THE TASK> An exact copy of the listing is what is needed; please output it in full.

RECORDS PROVIDED>
=== Section Start ===
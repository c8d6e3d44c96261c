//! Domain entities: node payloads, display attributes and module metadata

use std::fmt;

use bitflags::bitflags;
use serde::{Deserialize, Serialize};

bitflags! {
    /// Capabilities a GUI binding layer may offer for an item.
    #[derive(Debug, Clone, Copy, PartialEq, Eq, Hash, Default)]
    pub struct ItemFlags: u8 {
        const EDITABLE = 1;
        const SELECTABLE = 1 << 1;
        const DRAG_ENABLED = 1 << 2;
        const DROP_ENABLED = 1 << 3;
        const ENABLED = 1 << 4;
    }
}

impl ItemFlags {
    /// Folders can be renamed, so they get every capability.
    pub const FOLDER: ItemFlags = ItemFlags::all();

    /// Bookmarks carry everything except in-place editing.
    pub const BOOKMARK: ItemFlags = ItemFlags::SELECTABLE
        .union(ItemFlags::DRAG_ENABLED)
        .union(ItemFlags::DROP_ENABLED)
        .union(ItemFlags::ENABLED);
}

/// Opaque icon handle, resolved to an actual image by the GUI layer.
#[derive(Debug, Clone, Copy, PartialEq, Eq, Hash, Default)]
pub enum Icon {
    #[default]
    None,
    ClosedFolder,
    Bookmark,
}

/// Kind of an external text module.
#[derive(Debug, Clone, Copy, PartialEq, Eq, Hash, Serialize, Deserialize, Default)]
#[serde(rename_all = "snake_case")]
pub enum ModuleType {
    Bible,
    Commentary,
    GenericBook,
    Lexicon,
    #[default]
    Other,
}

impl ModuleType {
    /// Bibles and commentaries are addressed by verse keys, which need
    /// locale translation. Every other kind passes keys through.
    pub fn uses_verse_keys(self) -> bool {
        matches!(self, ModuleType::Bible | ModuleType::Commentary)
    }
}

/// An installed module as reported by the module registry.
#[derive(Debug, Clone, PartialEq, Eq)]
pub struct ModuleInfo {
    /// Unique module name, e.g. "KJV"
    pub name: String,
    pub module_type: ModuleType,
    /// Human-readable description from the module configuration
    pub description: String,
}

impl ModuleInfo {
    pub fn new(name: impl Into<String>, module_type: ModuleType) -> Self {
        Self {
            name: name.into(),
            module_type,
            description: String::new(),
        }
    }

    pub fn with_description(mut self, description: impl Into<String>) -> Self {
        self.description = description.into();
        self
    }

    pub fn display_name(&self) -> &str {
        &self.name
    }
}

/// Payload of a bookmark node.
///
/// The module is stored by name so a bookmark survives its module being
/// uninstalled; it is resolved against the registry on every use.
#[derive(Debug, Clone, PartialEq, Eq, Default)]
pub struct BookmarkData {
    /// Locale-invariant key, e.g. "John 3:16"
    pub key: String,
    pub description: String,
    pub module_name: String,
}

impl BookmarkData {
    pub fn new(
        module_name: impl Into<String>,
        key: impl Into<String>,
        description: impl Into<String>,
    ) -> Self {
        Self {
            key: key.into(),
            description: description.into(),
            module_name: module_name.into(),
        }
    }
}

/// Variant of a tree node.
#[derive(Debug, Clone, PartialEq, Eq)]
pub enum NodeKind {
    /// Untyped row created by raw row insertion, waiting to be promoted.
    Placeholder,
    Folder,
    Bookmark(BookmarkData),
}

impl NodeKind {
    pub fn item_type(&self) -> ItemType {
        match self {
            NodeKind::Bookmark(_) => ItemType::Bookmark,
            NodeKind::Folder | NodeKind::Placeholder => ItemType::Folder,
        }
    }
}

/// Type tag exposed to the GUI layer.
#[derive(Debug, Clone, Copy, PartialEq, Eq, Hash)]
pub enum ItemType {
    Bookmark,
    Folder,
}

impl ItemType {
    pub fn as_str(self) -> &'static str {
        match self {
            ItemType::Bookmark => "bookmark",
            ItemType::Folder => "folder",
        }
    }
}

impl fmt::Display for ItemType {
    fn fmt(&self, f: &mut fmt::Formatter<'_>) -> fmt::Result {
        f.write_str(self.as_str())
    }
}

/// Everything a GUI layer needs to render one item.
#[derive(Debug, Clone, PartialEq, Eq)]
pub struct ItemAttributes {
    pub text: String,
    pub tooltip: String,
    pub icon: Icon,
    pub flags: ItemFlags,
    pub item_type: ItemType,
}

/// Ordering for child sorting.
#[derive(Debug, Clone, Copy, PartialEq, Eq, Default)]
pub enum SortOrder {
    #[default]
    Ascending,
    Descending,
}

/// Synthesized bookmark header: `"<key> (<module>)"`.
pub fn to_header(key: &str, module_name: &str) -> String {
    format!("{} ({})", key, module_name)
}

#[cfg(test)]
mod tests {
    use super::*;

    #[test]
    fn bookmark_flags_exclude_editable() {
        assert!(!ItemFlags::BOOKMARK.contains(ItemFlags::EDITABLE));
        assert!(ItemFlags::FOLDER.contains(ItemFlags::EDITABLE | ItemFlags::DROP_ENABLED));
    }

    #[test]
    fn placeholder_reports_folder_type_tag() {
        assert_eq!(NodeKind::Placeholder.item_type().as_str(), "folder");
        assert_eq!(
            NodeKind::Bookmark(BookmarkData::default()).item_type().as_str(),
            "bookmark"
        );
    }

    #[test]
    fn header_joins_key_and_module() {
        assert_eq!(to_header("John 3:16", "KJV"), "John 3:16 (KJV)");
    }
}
=== Section End ===
RESULT OF THE EXERCISE>
repository c8d6e3d44c96261c
//! Domain entities: node payloads, display attributes and module metadata

use std::fmt;

use bitflags::bitflags;
use serde::{Deserialize, Serialize};

bitflags! {
    /// Capabilities a GUI binding layer may offer for an item.
    #[derive(Debug, Clone, Copy, PartialEq, Eq, Hash, Default)]
    pub struct ItemFlags: u8 {
        const EDITABLE = 1;
        const SELECTABLE = 1 << 1;
        const DRAG_ENABLED = 1 << 2;
        const DROP_ENABLED = 1 << 3;
        const ENABLED = 1 << 4;
    }
}

impl ItemFlags {
    /// Folders can be renamed, so they get every capability.
    pub const FOLDER: ItemFlags = ItemFlags::all();

    /// Bookmarks carry everything except in-place editing.
    pub const BOOKMARK: ItemFlags = ItemFlags::SELECTABLE
        .union(ItemFlags::DRAG_ENABLED)
        .union(ItemFlags::DROP_ENABLED)
        .union(ItemFlags::ENABLED);
}

/// Opaque icon handle, resolved to an actual image by the GUI layer.
#[derive(Debug, Clone, Copy, PartialEq, Eq, Hash, Default)]
pub enum Icon {
    #[default]
    None,
    ClosedFolder,
    Bookmark,
}

/// Kind of an external text module.
#[derive(Debug, Clone, Copy, PartialEq, Eq, Hash, Serialize, Deserialize, Default)]
#[serde(rename_all = "snake_case")]
pub enum ModuleType {
    Bible,
    Commentary,
    GenericBook,
    Lexicon,
    #[default]
    Other,
}

impl ModuleType {
    /// Bibles and commentaries are addressed by verse keys, which need
    /// locale translation. Every other kind passes keys through.
    pub fn uses_verse_keys(self) -> bool {
        matches!(self, ModuleType::Bible | ModuleType::Commentary)
    }
}

/// An installed module as reported by the module registry.
#[derive(Debug, Clone, PartialEq, Eq)]
pub struct ModuleInfo {
    /// Unique module name, e.g. "KJV"
    pub name: String,
    pub module_type: ModuleType,
    /// Human-readable description from the module configuration
    pub description: String,
}

impl ModuleInfo {
    pub fn new(name: impl Into<String>, module_type: ModuleType) -> Self {
        Self {
            name: name.into(),
            module_type,
            description: String::new(),
        }
    }

    pub fn with_description(mut self, description: impl Into<String>) -> Self {
        self.description = description.into();
        self
    }

    pub fn display_name(&self) -> &str {
        &self.name
    }
}

/// Payload of a bookmark node.
///
/// The module is stored by name so a bookmark survives its module being
/// uninstalled; it is resolved against the registry on every use.
#[derive(Debug, Clone, PartialEq, Eq, Default)]
pub struct BookmarkData {
    /// Locale-invariant key, e.g. "John 3:16"
    pub key: String,
    pub description: String,
    pub module_name: String,
}

impl BookmarkData {
    pub fn new(
        module_name: impl Into<String>,
        key: impl Into<String>,
        description: impl Into<String>,
    ) -> Self {
        Self {
            key: key.into(),
            description: description.into(),
            module_name: module_name.into(),
        }
    }
}

/// Variant of a tree node.
#[derive(Debug, Clone, PartialEq, Eq)]
pub enum NodeKind {
    /// Untyped row created by raw row insertion, waiting to be promoted.
    Placeholder,
    Folder,
    Bookmark(BookmarkData),
}

impl NodeKind {
    pub fn item_type(&self) -> ItemType {
        match self {
            NodeKind::Bookmark(_) => ItemType::Bookmark,
            NodeKind::Folder | NodeKind::Placeholder => ItemType::Folder,
        }
    }
}

/// Type tag exposed to the GUI layer.
#[derive(Debug, Clone, Copy, PartialEq, Eq, Hash)]
pub enum ItemType {
    Bookmark,
    Folder,
}

impl ItemType {
    pub fn as_str(self) -> &'static str {
        match self {
            ItemType::Bookmark => "bookmark",
            ItemType::Folder => "folder",
        }
    }
}

impl fmt::Display for ItemType {
    fn fmt(&self, f: &mut fmt::Formatter<'_>) -> fmt::Result {
        f.write_str(self.as_str())
    }
}

/// Everything a GUI layer needs to render one item.
#[derive(Debug, Clone, PartialEq, Eq)]
pub struct ItemAttributes {
    pub text: String,
    pub tooltip: String,
    pub icon: Icon,
    pub flags: ItemFlags,
    pub item_type: ItemType,
}

/// Ordering for child sorting.
#[derive(Debug, Clone, Copy, PartialEq, Eq, Default)]
pub enum SortOrder {
    #[default]
    Ascending,
    Descending,
}

/// Synthesized bookmark header: `"<key> (<module>)"`.
pub fn to_header(key: &str, module_name: &str) -> String {
    format!("{} ({})", key, module_name)
}

#[cfg(test)]
mod tests {
    use super::*;

    #[test]
    fn bookmark_flags_exclude_editable() {
        assert!(!ItemFlags::BOOKMARK.contains(ItemFlags::EDITABLE));
        assert!(ItemFlags::FOLDER.contains(ItemFlags::EDITABLE | ItemFlags::DROP_ENABLED));
    }

    #[test]
    fn placeholder_reports_folder_type_tag() {
        assert_eq!(NodeKind::Placeholder.item_type().as_str(), "folder");
        assert_eq!(
            NodeKind::Bookmark(BookmarkData::default()).item_type().as_str(),
            "bookmark"
        );
    }

    #[test]
    fn header_joins_key_and_module() {
        assert_eq!(to_header("John 3:16", "KJV"), "John 3:16 (KJV)");
    }
}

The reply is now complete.